use serde_json::{Map, Value};
use tracing::{info, warn};
use uuid::Uuid;

use crate::application::ports::ProfileRepository;
use crate::domain::entities::Profile;
use crate::error::AccessError;

pub struct UpdateProfileCommand {
    pub profile_id: Uuid,
    pub name: Option<String>,
    pub description: Option<String>,
    pub metadata: Option<Map<String, Value>>,
    pub is_active: Option<bool>,
}

pub async fn execute<P: ProfileRepository + ?Sized>(
    profiles: &P,
    cmd: UpdateProfileCommand,
) -> Result<Profile, AccessError> {
    let profile = profiles
        .find_by_id(cmd.profile_id)
        .await?
        .ok_or_else(|| AccessError::not_found("profile", cmd.profile_id))?;

    // Content edits are gated; flipping the active flag is not, so an
    // inactive profile can still be reactivated here.
    let wants_content_change =
        cmd.name.is_some() || cmd.description.is_some() || cmd.metadata.is_some();
    if wants_content_change {
        let (ok, reason) = profile.can_be_modified();
        if !ok {
            warn!(profile_id = %profile.id, reason, "profile update blocked");
            return Err(AccessError::policy(reason));
        }
    }

    let mut updated = profile.clone();

    if let Some(name) = &cmd.name {
        let trimmed = name.trim();
        if trimmed != profile.name
            && profiles.exists_by_name(trimmed, profile.organization_id).await?
        {
            return Err(AccessError::DuplicateProfileName(trimmed.to_string()));
        }
        updated = updated.rename(name)?;
    }
    if let Some(description) = &cmd.description {
        updated = updated.redescribe(description)?;
    }
    if let Some(metadata) = cmd.metadata {
        updated = updated.merge_metadata(metadata);
    }
    if let Some(active) = cmd.is_active {
        updated = if active {
            updated.activate()
        } else {
            updated.deactivate()?
        };
    }

    let (ok, errors) = updated.validate();
    if !ok {
        return Err(AccessError::Validation(errors));
    }
    profiles.save(&updated).await?;

    info!(profile_id = %updated.id, "profile updated");
    Ok(updated)
}

#[cfg(test)]
mod tests {
    use super::*;
    use crate::application::profiles::create_profile::{self, CreateProfileCommand};
    use crate::domain::value_objects::{OrganizationId, UserId};
    use crate::infrastructure::memory::MemoryProfileRepository;

    async fn seeded(repo: &MemoryProfileRepository, name: &str, system: bool) -> Profile {
        create_profile::execute(
            repo,
            CreateProfileCommand {
                name: name.to_string(),
                description: "seed".to_string(),
                organization_id: OrganizationId::new(),
                created_by: UserId::new(),
                is_system_profile: system,
                metadata: None,
            },
        )
        .await
        .unwrap()
    }

    fn noop(profile_id: Uuid) -> UpdateProfileCommand {
        UpdateProfileCommand {
            profile_id,
            name: None,
            description: None,
            metadata: None,
            is_active: None,
        }
    }

    #[tokio::test]
    async fn test_renames_and_persists() {
        let repo = MemoryProfileRepository::new();
        let profile = seeded(&repo, "Readers", false).await;

        let updated = execute(
            &repo,
            UpdateProfileCommand {
                name: Some("Editors".to_string()),
                ..noop(profile.id)
            },
        )
        .await
        .unwrap();

        assert_eq!("Editors", updated.name);
        assert_eq!(
            "Editors",
            repo.find_by_id(profile.id).await.unwrap().unwrap().name
        );
    }

    #[tokio::test]
    async fn test_system_profile_content_changes_are_blocked() {
        let repo = MemoryProfileRepository::new();
        let profile = seeded(&repo, "Admins", true).await;

        let err = execute(
            &repo,
            UpdateProfileCommand {
                description: Some("new".to_string()),
                ..noop(profile.id)
            },
        )
        .await
        .unwrap_err();
        assert!(matches!(err, AccessError::PolicyViolation(_)));
    }

    #[tokio::test]
    async fn test_deactivate_then_reactivate() {
        let repo = MemoryProfileRepository::new();
        let profile = seeded(&repo, "Readers", false).await;

        let off = execute(
            &repo,
            UpdateProfileCommand {
                is_active: Some(false),
                ..noop(profile.id)
            },
        )
        .await
        .unwrap();
        assert!(!off.is_active);

        // Content edits on the inactive profile are rejected...
        let err = execute(
            &repo,
            UpdateProfileCommand {
                name: Some("Other".to_string()),
                ..noop(profile.id)
            },
        )
        .await
        .unwrap_err();
        assert!(matches!(err, AccessError::PolicyViolation(_)));

        // ...but reactivation is allowed
        let on = execute(
            &repo,
            UpdateProfileCommand {
                is_active: Some(true),
                ..noop(profile.id)
            },
        )
        .await
        .unwrap();
        assert!(on.is_active);
    }

    #[tokio::test]
    async fn test_unknown_profile_is_not_found() {
        let repo = MemoryProfileRepository::new();
        let err = execute(&repo, noop(Uuid::new_v4())).await.unwrap_err();
        assert!(matches!(err, AccessError::NotFound { entity: "profile", .. }));
    }
}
# # #
__What is expected__: From the records above, count the lines in which the string "errors" is found, and answer with the number alone.

__Expected answer__: 2